### HOW TO COMPLETE THIS TASK
For the material below, return exactly the lines starting at the one holding "debug!(peer = %peer, port" and ending at the one holding "#[cfg(test)]", counting both as part of the range.

::::::

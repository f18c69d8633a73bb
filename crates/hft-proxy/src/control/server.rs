//! Control-plane TCP server.
//!
//! One request per connection: read a JSON line, allocate a port through
//! the coordinator, write a JSON line back and close. Every connection runs
//! on its own task so a slow client never delays another request.

use crate::coordinator::ProxyCoordinator;
use crate::gateway::listener::{is_fd_exhaustion, ACCEPT_BACKOFF};
use hft_core::{decode_line, encode_line, ControlRequest, ControlResponse, HftError, HftResult, MAX_LINE_LEN};
use std::net::SocketAddr;
use std::sync::Arc;
use std::time::Duration;
use tokio::io::{AsyncBufReadExt, AsyncRead, AsyncReadExt, AsyncWriteExt, BufReader};
use tokio::net::{TcpListener, TcpStream};
use tokio_util::sync::CancellationToken;
use tracing::{debug, info, warn};

pub struct ControlServer {
    listener: TcpListener,
    coordinator: Arc<ProxyCoordinator>,
}

impl ControlServer {
    /// Bind the control port.
    ///
    /// # Errors
    ///
    /// The bind error; the caller treats it as fatal.
    pub async fn bind(addr: SocketAddr, coordinator: Arc<ProxyCoordinator>) -> HftResult<Self> {
        let listener = TcpListener::bind(addr).await?;
        info!(addr = %listener.local_addr()?, "control server listening");
        Ok(Self { listener, coordinator })
    }

    pub fn local_addr(&self) -> HftResult<SocketAddr> {
        Ok(self.listener.local_addr()?)
    }

    /// Serve requests until `shutdown` is cancelled.
    pub async fn run(self, shutdown: CancellationToken) {
        loop {
            let accepted = tokio::select! {
                biased;
                _ = shutdown.cancelled() => break,
                result = self.listener.accept() => result,
            };

            match accepted {
                Ok((stream, peer)) => {
                    let coordinator = self.coordinator.clone();
                    tokio::spawn(async move {
                        if let Err(e) = handle_connection(stream, peer, &coordinator).await {
                            warn!(peer = %peer, error = %e, "control connection failed");
                        }
                    });
                }
                Err(e) => {
                    // Accept errors on the control port are per-client; keep serving.
                    self.coordinator.reporter().report("ControlServer::accept", &e);
                    if is_fd_exhaustion(&e) {
                        // accept keeps failing until some descriptor closes.
                        tokio::select! {
                            biased;
                            _ = shutdown.cancelled() => break,
                            _ = tokio::time::sleep(ACCEPT_BACKOFF) => {}
                        }
                    }
                }
            }
        }
        info!("control server stopped");
    }
}

async fn handle_connection(
    mut stream: TcpStream,
    peer: SocketAddr,
    coordinator: &ProxyCoordinator,
) -> HftResult<()> {
    let timeout = coordinator.settings().request_timeout;
    let (reader, mut writer) = stream.split();

    let response = match read_request_line(reader, timeout).await {
        Ok(line) => respond(coordinator, &line).await,
        Err(e) => {
            coordinator.reporter().report("ControlServer::read", format!("{peer}: {e}"));
            ControlResponse::internal_error(e)
        }
    };
    debug!(peer = %peer, port = response.port, "control response");

    writer.write_all(&encode_line(&response)?).await?;
    writer.shutdown().await?;
    Ok(())
}

/// Read one line of at most [`MAX_LINE_LEN`] bytes within `timeout`.
async fn read_request_line<R>(reader: R, timeout: Duration) -> HftResult<String>
where
    R: AsyncRead + Unpin,
{
    let mut limited = BufReader::new(reader).take(MAX_LINE_LEN as u64 + 1);
    let mut buf = Vec::new();

    tokio::time::timeout(timeout, limited.read_until(b'\n', &mut buf))
        .await
        .map_err(|_| HftError::Protocol(format!("no request within {}ms", timeout.as_millis())))??;

    if buf.len() > MAX_LINE_LEN {
        return Err(HftError::Protocol(format!("request exceeds {MAX_LINE_LEN} bytes")));
    }
    String::from_utf8(buf).map_err(|_| HftError::Protocol("request is not valid UTF-8".into()))
}

/// Turn one request line into the response the peer receives.
///
/// Lines that do not decode get `Port: 0`; decoded requests that cannot be
/// served (bad address, no free port) get `Port: -1`.
pub async fn respond(coordinator: &ProxyCoordinator, line: &str) -> ControlResponse {
    let request: ControlRequest = match decode_line(line) {
        Ok(request) => request,
        Err(e) => {
            coordinator.reporter().report("ControlServer::decode", &e);
            return ControlResponse::internal_error(e);
        }
    };

    match coordinator.allocate(&request).await {
        Ok(port) => {
            info!(
                port,
                target = %request.target_ip,
                target_port = request.target_port,
                via = %request.via_ip,
                "control request served"
            );
            ControlResponse::success(port)
        }
        Err(e) => {
            coordinator.reporter().report("ControlServer::allocate", &e);
            ControlResponse::rejected(e)
        }
    }
}

#[cfg(test)]
mod tests {
    use super::*;
    use crate::settings::ProxySettings;
    use crate::test_support::{free_port, round_trip, spawn_echo_server};
    use hft_core::control::{PORT_INTERNAL_ERROR, PORT_REJECTED};
    use hft_core::{ForwardingRule, ResponseType};
    use std::collections::HashSet;

    async fn serve(settings: ProxySettings) -> (Arc<ProxyCoordinator>, SocketAddr, CancellationToken) {
        let coordinator = Arc::new(ProxyCoordinator::new(settings));
        let server = ControlServer::bind("127.0.0.1:0".parse().unwrap(), coordinator.clone())
            .await
            .unwrap();
        let addr = server.local_addr().unwrap();
        let shutdown = CancellationToken::new();
        tokio::spawn(server.run(shutdown.clone()));
        (coordinator, addr, shutdown)
    }

    async fn exchange(addr: SocketAddr, line: &[u8]) -> ControlResponse {
        let mut stream = TcpStream::connect(addr).await.unwrap();
        stream.write_all(line).await.unwrap();
        let mut reply = String::new();
        stream.read_to_string(&mut reply).await.unwrap();
        decode_line(&reply).unwrap()
    }

    fn request_line(target: SocketAddr, via: &str) -> Vec<u8> {
        encode_line(&ControlRequest::new(
            target.ip().to_string(),
            i64::from(target.port()),
            via,
        ))
        .unwrap()
    }

    #[tokio::test]
    async fn bind_fails_on_occupied_port() {
        let occupied = std::net::TcpListener::bind("127.0.0.1:0").unwrap();
        let addr = occupied.local_addr().unwrap();
        let coordinator = Arc::new(ProxyCoordinator::new(ProxySettings::default()));

        let err = ControlServer::bind(addr, coordinator).await.err().unwrap();
        assert!(matches!(err, HftError::Io(_)));
    }

    #[tokio::test]
    async fn request_gets_next_free_port() {
        let echo = spawn_echo_server().await;
        let base = free_port();
        let (coordinator, addr, shutdown) = serve(ProxySettings {
            base_port: base,
            ..ProxySettings::default()
        })
        .await;
        coordinator
            .start_rule(ForwardingRule::new(base, echo, "127.0.0.1".parse().unwrap(), "static").unwrap())
            .await
            .unwrap();

        let response = exchange(addr, &request_line(echo, "127.0.0.1")).await;
        assert_eq!(response.response_type, ResponseType::Success);
        assert_eq!(response.comment, "Your request has been processed.");
        let port = u16::try_from(response.port).unwrap();
        assert!(port > base);

        // The listener is already running when the response arrives.
        let mut client = TcpStream::connect(("127.0.0.1", port)).await.unwrap();
        assert_eq!(round_trip(&mut client, b"ping").await, b"ping");

        shutdown.cancel();
        coordinator.stop_proxy().await;
    }

    #[tokio::test]
    async fn bad_via_is_rejected_without_allocating() {
        let (coordinator, addr, shutdown) = serve(ProxySettings::default()).await;
        let line = b"{\"TargetIP\":\"10.0.0.5\",\"TargetPort\":443,\"ViaIP\":\"abc\"}\n";

        let response = exchange(addr, line).await;
        assert_eq!(response.response_type, ResponseType::Error);
        assert_eq!(response.port, PORT_REJECTED);
        assert!(response.comment.starts_with("Could not get port for you"));
        assert_eq!(coordinator.rules().len(), 0);
        shutdown.cancel();
    }

    #[tokio::test]
    async fn malformed_requests_get_port_zero() {
        let (coordinator, addr, shutdown) = serve(ProxySettings::default()).await;

        for line in [&b"not json\n"[..], b"\n", b"{\"TargetIP\":\"10.0.0.5\"}\n"] {
            let response = exchange(addr, line).await;
            assert_eq!(response.response_type, ResponseType::Error);
            assert_eq!(response.port, PORT_INTERNAL_ERROR);
            assert!(response.comment.starts_with("Error processing request"));
        }
        assert_eq!(coordinator.reporter().uncleared(), 3);
        assert_eq!(coordinator.rules().len(), 0);
        shutdown.cancel();
    }

    #[tokio::test]
    async fn oversized_request_is_refused() {
        let mut line = vec![b'x'; MAX_LINE_LEN * 2];
        line.push(b'\n');

        let err = read_request_line(&line[..], Duration::from_secs(1)).await.unwrap_err();
        assert!(matches!(err, HftError::Protocol(_)));
        let ok = read_request_line(&b"{}\n"[..], Duration::from_secs(1)).await.unwrap();
        assert_eq!(ok, "{}\n");
    }

    #[tokio::test]
    async fn silent_client_times_out() {
        let (_coordinator, addr, shutdown) = serve(ProxySettings {
            request_timeout: Duration::from_millis(100),
            ..ProxySettings::default()
        })
        .await;

        let mut stream = TcpStream::connect(addr).await.unwrap();
        let mut reply = String::new();
        tokio::time::timeout(Duration::from_secs(5), stream.read_to_string(&mut reply))
            .await
            .unwrap()
            .unwrap();
        let response: ControlResponse = decode_line(&reply).unwrap();
        assert_eq!(response.port, PORT_INTERNAL_ERROR);
        shutdown.cancel();
    }

    #[tokio::test]
    async fn concurrent_requests_get_distinct_ports() {
        let echo = spawn_echo_server().await;
        let (coordinator, addr, shutdown) = serve(ProxySettings {
            base_port: free_port(),
            ..ProxySettings::default()
        })
        .await;

        let tasks: Vec<_> = (0..6)
            .map(|_| tokio::spawn(async move { exchange(addr, &request_line(echo, "127.0.0.1")).await }))
            .collect();

        let mut ports = HashSet::new();
        for task in tasks {
            let response = task.await.unwrap();
            assert!(response.is_success());
            assert!(ports.insert(response.port));
        }
        assert_eq!(coordinator.rules().len(), 6);

        shutdown.cancel();
        coordinator.stop_proxy().await;
    }
}
//! CLI subcommand implementations.

pub mod check;
pub mod request;
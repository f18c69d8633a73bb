//! Rule-file parsing.
//!
//! One rule per line, comma separated:
//!
//! ```text
//! # listeningPort,destinationIP:destinationPort,viaIP,comment
//! 8080,127.0.0.1:9090,127.0.0.1,test
//! ```
//!
//! The comment is optional and may itself contain commas. Lines whose first
//! non-space character is `#`, and blank lines, are skipped. Loading is
//! all-or-nothing: any bad line or duplicated listening port rejects the
//! whole file and every problem is returned at once.

use crate::error::{HftError, HftResult};
use crate::rule::{parse_endpoint, parse_via, ForwardingRule};
use std::collections::BTreeMap;
use std::path::Path;

/// Read and parse a rule file.
pub fn load_rules(path: &Path) -> HftResult<Vec<ForwardingRule>> {
    let content = std::fs::read_to_string(path).map_err(|e| {
        HftError::RulesRejected(vec![format!("cannot read {}: {e}", path.display())])
    })?;
    parse_rules(&content)
}

/// Parse rule-file text. Returns [`HftError::RulesRejected`] with one message
/// per problem when anything is wrong.
pub fn parse_rules(content: &str) -> HftResult<Vec<ForwardingRule>> {
    let mut rules = Vec::new();
    let mut errors = Vec::new();

    for (idx, line) in content.lines().enumerate() {
        let line_no = idx + 1;
        let trimmed = line.trim();
        if trimmed.is_empty() || trimmed.starts_with('#') {
            continue;
        }
        match parse_line(trimmed) {
            Ok(rule) => rules.push(rule),
            Err(reason) => errors.push(format!("line {line_no}: {reason}")),
        }
    }

    let mut seen: BTreeMap<u16, usize> = BTreeMap::new();
    for rule in &rules {
        *seen.entry(rule.listening_port).or_default() += 1;
    }
    let duplicates: Vec<String> = seen
        .iter()
        .filter(|(_, count)| **count > 1)
        .map(|(port, _)| port.to_string())
        .collect();
    if !duplicates.is_empty() {
        errors.push(format!(
            "duplicated listening ports: {}",
            duplicates.join(", ")
        ));
    }

    if errors.is_empty() {
        Ok(rules)
    } else {
        Err(HftError::RulesRejected(errors))
    }
}

fn parse_line(line: &str) -> Result<ForwardingRule, String> {
    let fields: Vec<&str> = line.splitn(4, ',').collect();
    if fields.len() < 3 {
        return Err(format!(
            "expected at least 3 comma-separated fields, found {}",
            fields.len()
        ));
    }

    let port_str = fields[0].trim();
    let port: u16 = port_str
        .parse()
        .map_err(|_| format!("invalid listening port '{port_str}'"))?;
    let destination = parse_endpoint(fields[1]).map_err(|e| e.to_string())?;
    let via = parse_via(fields[2]).map_err(|e| e.to_string())?;
    let comment = fields.get(3).map(|c| c.trim()).unwrap_or_default();

    ForwardingRule::new(port, destination, via, comment).map_err(|e| e.to_string())
}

::::::

### TASK SOLUTION
    debug!(peer = %peer, port = response.port, "control response");

    writer.write_all(&encode_line(&response)?).await?;
    writer.shutdown().await?;
    Ok(())
}

/// Read one line of at most [`MAX_LINE_LEN`] bytes within `timeout`.
async fn read_request_line<R>(reader: R, timeout: Duration) -> HftResult<String>
where
    R: AsyncRead + Unpin,
{
    let mut limited = BufReader::new(reader).take(MAX_LINE_LEN as u64 + 1);
    let mut buf = Vec::new();

    tokio::time::timeout(timeout, limited.read_until(b'\n', &mut buf))
        .await
        .map_err(|_| HftError::Protocol(format!("no request within {}ms", timeout.as_millis())))??;

    if buf.len() > MAX_LINE_LEN {
        return Err(HftError::Protocol(format!("request exceeds {MAX_LINE_LEN} bytes")));
    }
    String::from_utf8(buf).map_err(|_| HftError::Protocol("request is not valid UTF-8".into()))
}

/// Turn one request line into the response the peer receives.
///
/// Lines that do not decode get `Port: 0`; decoded requests that cannot be
/// served (bad address, no free port) get `Port: -1`.
pub async fn respond(coordinator: &ProxyCoordinator, line: &str) -> ControlResponse {
    let request: ControlRequest = match decode_line(line) {
        Ok(request) => request,
        Err(e) => {
            coordinator.reporter().report("ControlServer::decode", &e);
            return ControlResponse::internal_error(e);
        }
    };

    match coordinator.allocate(&request).await {
        Ok(port) => {
            info!(
                port,
                target = %request.target_ip,
                target_port = request.target_port,
                via = %request.via_ip,
                "control request served"
            );
            ControlResponse::success(port)
        }
        Err(e) => {
            coordinator.reporter().report("ControlServer::allocate", &e);
            ControlResponse::rejected(e)
        }
    }
}

#[cfg(test)]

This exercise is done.